When Mitch goes to visit his father and sister, he takes Natalie along, presenting her as his girlfriend. She stands up for him when his father puts him down for not having achieved much. Natalie later tells him that she was Internet-bullied because of a sex journal she wrote in college, so cannot get a regular job.

They have sex that night, following a kiss after Natalie reveals she never kisses clients. Mitch later shows signs of jealousy when he accompanies her to her next clients. He picks a fight with one of them, and he and Natalie have a falling out. Mitch later confesses his feelings for her and tries to make up with her, but she refuses.

At first, Mitch does not want to go through with his article about Natalie, but the editor encourages him to. The story becomes a success, which impresses his father. Mitch gets the job and joins a self-help group for his sex addiction.
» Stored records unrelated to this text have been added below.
//! AuthMiddleware 인증 로직의 핵심적인 기능
use std::collections::HashMap;
use std::rc::Rc;

use actix_web::body::EitherBody;
use actix_web::dev::{forward_ready, Service, ServiceRequest, ServiceResponse};
use actix_web::{web, Error, HttpMessage, HttpResponse};
use futures_util::future::LocalBoxFuture;

use crate::core::registry::ServiceLocator;
use crate::domain::models::auth::authenticated_user::AuthenticatedUser;
use crate::domain::models::auth::authentication_request::AuthMode;
use crate::errors::{AppError, AppResult};
use crate::firebase::token_verifier::TokenVerifier;

/// 모바일 웹뷰처럼 헤더를 제어할 수 없는 클라이언트를 위한 쿼리 매개변수 키
const TOKEN_QUERY_PARAM: &str = "accessToken";

/// 실제 인증 로직을 수행하는 서비스
pub struct AuthMiddlewareService<S> {
    pub service: Rc<S>,
    pub mode: AuthMode,
}

impl<S, B> Service<ServiceRequest> for AuthMiddlewareService<S>
where
    S: Service<ServiceRequest, Response = ServiceResponse<B>, Error = Error> + 'static,
    S::Future: 'static,
    B: 'static,
{
    type Response = ServiceResponse<EitherBody<B>>;
    type Error = Error;
    type Future = LocalBoxFuture<'static, actix_web::Result<Self::Response, Self::Error>>;

    forward_ready!(service);

    fn call(&self, req: ServiceRequest) -> Self::Future {
        let service = self.service.clone();
        let mode = self.mode.clone();

        Box::pin(async move {
            let auth_result = authenticate_request(&req).await;

            match (&mode, auth_result) {
                // Required 모드에서 인증 실패
                (AuthMode::Required, Err(err)) => {
                    log::warn!("인증 실패: {}", err);
                    let response = HttpResponse::Unauthorized().json(serde_json::json!({
                        "error": "authentication_required",
                        "message": "유효한 인증 토큰이 필요합니다"
                    }));
                    let (req, _) = req.into_parts();
                    let res = ServiceResponse::new(req, response).map_into_right_body();
                    return Ok(res);
                }
                // Required 모드에서 인증 성공
                (AuthMode::Required, Ok(user)) => {
                    log::debug!("인증 성공: uid={}", user.uid);
                    req.extensions_mut().insert(user);
                }
                // Optional 모드에서 인증 성공
                (AuthMode::Optional, Ok(user)) => {
                    log::debug!("선택적 인증 성공: uid={}", user.uid);
                    req.extensions_mut().insert(user);
                }
                // Optional 모드에서 인증 실패 (진행 허용)
                (AuthMode::Optional, Err(_)) => {
                    log::debug!("선택적 인증: 토큰 없음, 요청 진행");
                }
            }

            // 다음 서비스로 요청 전달
            let res = service.call(req).await?;
            Ok(res.map_into_left_body())
        })
    }
}

/// 요청에서 ID 토큰을 추출하고 검증합니다.
async fn authenticate_request(req: &ServiceRequest) -> AppResult<AuthenticatedUser> {
    let token = extract_token(req)?;

    let verifier = ServiceLocator::get::<TokenVerifier>();
    let claims = verifier.verify(&token).await?;

    Ok(AuthenticatedUser::from(&claims))
}

/// `Authorization: Bearer` 헤더 또는 `accessToken` 쿼리 매개변수에서
/// 토큰을 추출합니다. 헤더가 우선합니다.
fn extract_token(req: &ServiceRequest) -> AppResult<String> {
    if let Some(header) = req.headers().get("Authorization") {
        let value = header.to_str().map_err(|_| {
            AppError::AuthenticationError("Authorization 헤더가 올바르지 않습니다".to_string())
        })?;

        return extract_bearer_token(value).map(str::to_string);
    }

    let query = web::Query::<HashMap<String, String>>::from_query(req.query_string())
        .map_err(|_| AppError::AuthenticationError("쿼리 문자열 해석 실패".to_string()))?;

    query
        .get(TOKEN_QUERY_PARAM)
        .filter(|token| !token.is_empty())
        .cloned()
        .ok_or_else(|| AppError::AuthenticationError("인증 토큰이 없습니다".to_string()))
}

/// `Bearer {token}` 형식의 헤더 값에서 토큰 부분을 추출합니다.
fn extract_bearer_token(header_value: &str) -> AppResult<&str> {
    let token = header_value
        .strip_prefix("Bearer ")
        .ok_or_else(|| {
            AppError::AuthenticationError("Bearer 토큰 형식이 아닙니다".to_string())
        })?
        .trim();

    if token.is_empty() {
        return Err(AppError::AuthenticationError("토큰이 비어 있습니다".to_string()));
    }

    Ok(token)
}

#[cfg(test)]
mod tests {
    use super::*;
    use actix_web::test::TestRequest;

    #[test]
    fn test_extract_bearer_token_from_header_value() {
        assert_eq!(extract_bearer_token("Bearer abc.def.ghi").unwrap(), "abc.def.ghi");
    }

    #[test]
    fn test_extract_bearer_token_rejects_other_schemes() {
        assert!(extract_bearer_token("Basic dXNlcjpwYXNz").is_err());
        assert!(extract_bearer_token("abc.def.ghi").is_err());
        assert!(extract_bearer_token("Bearer ").is_err());
    }

    #[test]
    fn test_extract_token_prefers_authorization_header() {
        let req = TestRequest::get()
            .uri("/account/profile?accessToken=query-token")
            .insert_header(("Authorization", "Bearer header-token"))
            .to_srv_request();

        assert_eq!(extract_token(&req).unwrap(), "header-token");
    }

    #[test]
    fn test_extract_token_falls_back_to_query_param() {
        let req = TestRequest::get()
            .uri("/account/profile?accessToken=query-token")
            .to_srv_request();

        assert_eq!(extract_token(&req).unwrap(), "query-token");
    }

    #[test]
    fn test_extract_token_without_credentials() {
        let req = TestRequest::get().uri("/account/profile").to_srv_request();

        assert!(extract_token(&req).is_err());
    }

    #[test]
    fn test_extract_token_rejects_empty_query_value() {
        let req = TestRequest::get()
            .uri("/account/profile?accessToken=")
            .to_srv_request();

        assert!(extract_token(&req).is_err());
    }
}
Finally, Natalie contacts Mitch, telling him that she has given up prostitution, is enrolled in an MBA program and intends to start a legitimate tutoring business. She admits she loves him too, and they kiss, starting a relationship.

==Reception==
According to Sheri Linden of Variety, Michael Doneger and his co-star Lyndsy Fonseca in The Escort "played with charm... and their mercenary alliance proceeds as a spirited, mostly convincing, exploration of life in the big city."